WHAT TO DO ->
A bare number is the expected answer: the count of lines in the records that contain the word "ctaBody".

RECORDS PROVIDED ->
[Start of Attachment]

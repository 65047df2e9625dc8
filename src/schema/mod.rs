//! Authoring schema for the local editor.
//!
//! Declares the editor-facing shape of every collection and singleton: which
//! file each one maps to, and the labelled field tree of its form. This is a
//! separate, richer description than the build-time schema in
//! [`crate::content::validation`]; the two are maintained independently.

pub mod fields;

use crate::{
    config::SiteConfig,
    content::{
        AuthoringError, DocumentOptions, Person,
        landing::{NewsItem, Pillar, Project, Stat},
        person::EXTENSION,
    },
};
use fields::{
    Field, NamedField, array, document, image, labelled_array, named, object, required_text, slug,
    text,
};
use serde::Serialize;
use std::{collections::BTreeMap, path::Path};

/// Name of the landing singleton.
pub const LANDING: &str = "landing";
/// Name of the people collection.
pub const PEOPLE: &str = "people";

/// Editor storage backend.
#[derive(Debug, Clone, PartialEq, Eq, Serialize)]
pub struct Storage {
    pub kind: String,
}

/// How a document's data is laid out on disk.
#[derive(Debug, Clone, PartialEq, Eq, Serialize)]
#[serde(untagged)]
pub enum Format {
    /// Whole document in one data file.
    Data { data: &'static str },
    /// Front-matter plus one field stored as the file body.
    #[serde(rename_all = "camelCase")]
    Content {
        content_field: &'static str,
        extension: &'static str,
    },
}

#[derive(Debug, Clone, PartialEq, Eq, Serialize)]
pub struct Singleton {
    pub label: &'static str,
    pub path: String,
    pub format: Format,
    pub schema: Vec<NamedField>,
}

#[derive(Debug, Clone, PartialEq, Eq, Serialize)]
#[serde(rename_all = "camelCase")]
pub struct Collection {
    pub label: &'static str,
    pub slug_field: &'static str,
    pub path: String,
    pub format: Format,
    pub schema: Vec<NamedField>,
}

/// Complete authoring configuration handed to the editor.
#[derive(Debug, Clone, PartialEq, Eq, Serialize)]
pub struct AuthoringConfig {
    pub storage: Storage,
    pub singletons: BTreeMap<&'static str, Singleton>,
    pub collections: BTreeMap<&'static str, Collection>,
}

impl AuthoringConfig {
    /// Build the authoring schema for a site. Paths are relative to the root.
    pub fn new(config: &SiteConfig) -> Self {
        let root = config.get_root();

        let landing_path = config.landing_path().with_extension("");
        let people_path = config.people_dir().join("*");

        let singletons = BTreeMap::from([(
            LANDING,
            Singleton {
                label: "Landing",
                path: relative(root, &landing_path),
                format: Format::Data { data: "json" },
                schema: landing_schema(),
            },
        )]);

        let collections = BTreeMap::from([(
            PEOPLE,
            Collection {
                label: "People",
                slug_field: "name",
                path: relative(root, &people_path),
                format: Format::Content {
                    content_field: "bio",
                    extension: EXTENSION,
                },
                schema: people_schema(config),
            },
        )]);

        Self {
            storage: Storage {
                kind: config.admin.storage.clone(),
            },
            singletons,
            collections,
        }
    }

    /// Enforce the required fields the people form declares.
    pub fn check_person(&self, person: &Person) -> Result<(), AuthoringError> {
        if let Some(people) = self.collections.get(PEOPLE) {
            for key in fields::required_keys(&people.schema) {
                let value = match key {
                    "name" => person.name.as_str(),
                    "role" => person.role.as_str(),
                    "email" => person.email.as_deref().unwrap_or_default(),
                    _ => continue,
                };
                if value.trim().is_empty() {
                    return Err(AuthoringError::Required { field: key });
                }
            }
        }
        person.check()
    }

    pub fn to_json(&self) -> String {
        serde_json::to_string_pretty(self).unwrap_or_default()
    }
}

/// People form: slug-governed name, role, optional email, rich biography,
/// avatar image.
fn people_schema(config: &SiteConfig) -> Vec<NamedField> {
    let images = config.content.images.clone();
    named([
        ("name", slug("Name")),
        ("role", required_text("Role")),
        ("email", text("Email")),
        ("bio", document("Biography", DocumentOptions::full(images.clone()))),
        ("avatar", image("Avatar", images)),
    ])
}

fn cta(label: &'static str) -> Field {
    object(label, [("label", text("Label")), ("href", text("Href"))])
}

/// Landing form: one object per section, arrays for repeated cards.
fn landing_schema() -> Vec<NamedField> {
    let hero = object(
        "Hero",
        [
            ("eyebrow", text("Eyebrow")),
            ("title", text("Title")),
            ("lede", text("Lede")),
            ("ctaPrimary", cta("Primary CTA")),
            ("ctaSecondary", cta("Secondary CTA")),
            (
                "stats",
                labelled_array::<Stat>(
                    "Stats",
                    object("Stat", [("label", text("Label")), ("value", text("Value"))]),
                ),
            ),
            (
                "highlight",
                object(
                    "Highlight",
                    [
                        ("title", text("Title")),
                        ("body", text("Body")),
                        ("items", array("Items", text("Item"))),
                        ("href", text("Href")),
                        ("linkLabel", text("Link Label")),
                    ],
                ),
            ),
        ],
    );

    let why = object(
        "Why",
        [
            ("eyebrow", text("Eyebrow")),
            ("title", text("Title")),
            ("lede", text("Lede")),
            ("primary", cta("Primary CTA")),
            ("secondary", cta("Secondary CTA")),
        ],
    );

    let pillars = labelled_array::<Pillar>(
        "Pillars",
        object("Pillar", [("title", text("Title")), ("body", text("Body"))]),
    );

    let projects = labelled_array::<Project>("Projects", card("Project"));

    let team = object(
        "Team",
        [
            ("eyebrow", text("Eyebrow")),
            ("title", text("Title")),
            ("lede", text("Lede")),
            ("primary", cta("Primary CTA")),
            ("secondary", cta("Secondary CTA")),
            ("ctaTitle", text("CTA Title")),
            ("ctaBody", text("CTA Body")),
        ],
    );

    let news = labelled_array::<NewsItem>("News", card("News Item"));

    named([
        ("hero", hero),
        ("why", why),
        ("pillars", pillars),
        ("projects", projects),
        ("team", team),
        ("news", news),
    ])
}

/// Linked card shared by projects and news items.
fn card(label: &'static str) -> Field {
    object(
        label,
        [
            ("eyebrow", text("Eyebrow")),
            ("title", text("Title")),
            ("body", text("Body")),
            ("href", text("Href")),
            ("linkLabel", text("Link Label")),
        ],
    )
}

fn relative(root: &Path, path: &Path) -> String {
    path.strip_prefix(root)
        .unwrap_or(path)
        .to_string_lossy()
        .replace('\\', "/")
}

#[cfg(test)]
mod tests {
    use super::*;
    use crate::content::Landing;
    use serde_json::Value;

    fn config() -> SiteConfig {
        let mut config = SiteConfig::default();
        config.resolve_paths(Path::new("/srv/site"));
        config
    }

    fn keys(fields: &[NamedField]) -> Vec<&'static str> {
        fields.iter().map(|f| f.key).collect()
    }

    #[test]
    fn test_paths_and_formats() {
        let schema = AuthoringConfig::new(&config());

        let landing = &schema.singletons[LANDING];
        assert_eq!(landing.path, "content/site/landing");
        assert_eq!(landing.format, Format::Data { data: "json" });

        let people = &schema.collections[PEOPLE];
        assert_eq!(people.path, "content/people/*");
        assert_eq!(people.slug_field, "name");
        assert_eq!(schema.storage.kind, "local");
    }

    #[test]
    fn test_people_fields() {
        let schema = AuthoringConfig::new(&config());
        let people = &schema.collections[PEOPLE].schema;

        assert_eq!(keys(people), ["name", "role", "email", "bio", "avatar"]);
        assert_eq!(fields::required_keys(people), ["name", "role"]);

        let Some(Field::Image { storage, .. }) = fields::find(people, "avatar") else {
            panic!("avatar must be an image field");
        };
        assert_eq!(storage.public_path, "/images/people/");

        let Some(Field::Document { options, .. }) = fields::find(people, "bio") else {
            panic!("bio must be a document field");
        };
        assert!(options.formatting && options.dividers && options.links);
        assert_eq!(options.images.as_ref(), Some(storage));
    }

    #[test]
    fn test_landing_sections() {
        let schema = AuthoringConfig::new(&config());
        let landing = &schema.singletons[LANDING].schema;

        assert_eq!(keys(landing), ["hero", "why", "pillars", "projects", "team", "news"]);

        let hero = fields::find(landing, "hero").unwrap();
        assert!(hero.get("ctaPrimary").and_then(|c| c.get("href")).is_some());
        assert!(hero.get("highlight").and_then(|h| h.get("linkLabel")).is_some());

        let team = fields::find(landing, "team").unwrap();
        assert!(team.get("ctaBody").is_some());
    }

    #[test]
    fn test_landing_schema_keys_match_document() {
        // Every key the form declares exists in the stored landing document.
        let schema = AuthoringConfig::new(&config());
        let document = serde_json::to_value(Landing::default()).unwrap();

        fn walk(fields: &[NamedField], value: &Value) {
            for f in fields {
                let child = value.get(f.key).unwrap_or_else(|| panic!("missing `{}`", f.key));
                if let Field::Object { fields, .. } = &f.field {
                    walk(fields, child);
                }
            }
        }
        walk(&schema.singletons[LANDING].schema, &document);
    }

    #[test]
    fn test_item_label_rules() {
        let schema = AuthoringConfig::new(&config());
        let landing = &schema.singletons[LANDING].schema;

        let rule = |field: &Field| match field {
            Field::Array { item_label, .. } => item_label.map(|r| r.fallback),
            _ => None,
        };
        assert_eq!(rule(fields::find(landing, "pillars").unwrap()), Some("Pillar"));
        assert_eq!(rule(fields::find(landing, "projects").unwrap()), Some("Project"));
        assert_eq!(rule(fields::find(landing, "news").unwrap()), Some("News Item"));

        let hero = fields::find(landing, "hero").unwrap();
        assert_eq!(rule(hero.get("stats").unwrap()), Some("Stat"));
        assert_eq!(rule(hero.get("highlight").unwrap().get("items").unwrap()), None);
    }

    #[test]
    fn test_check_person() {
        let schema = AuthoringConfig::new(&config());

        assert!(schema.check_person(&Person::new("Ada", "Engineer")).is_ok());
        assert_eq!(
            schema.check_person(&Person::new("Ada", "")),
            Err(AuthoringError::Required { field: "role" })
        );
        assert_eq!(
            schema.check_person(&Person::new(" ", "Engineer")),
            Err(AuthoringError::Required { field: "name" })
        );
    }

    #[test]
    fn test_serializes_to_json() {
        let json: Value = serde_json::from_str(&AuthoringConfig::new(&config()).to_json()).unwrap();

        assert_eq!(json["collections"]["people"]["slugField"], "name");
        assert_eq!(
            json["collections"]["people"]["format"],
            serde_json::json!({ "contentField": "bio", "extension": "mdoc" })
        );
        assert_eq!(json["singletons"]["landing"]["format"], serde_json::json!({ "data": "json" }));

        let avatar = &json["collections"]["people"]["schema"][4];
        assert_eq!(avatar["key"], "avatar");
        assert_eq!(avatar["publicPath"], "/images/people/");
        assert_eq!(json["collections"]["people"]["schema"][3]["images"]["publicPath"], "/images/people/");
        assert_eq!(json["singletons"]["landing"]["schema"][0]["key"], "hero");
    }
}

[End of Attachment]

TASK RESPONSE ->
2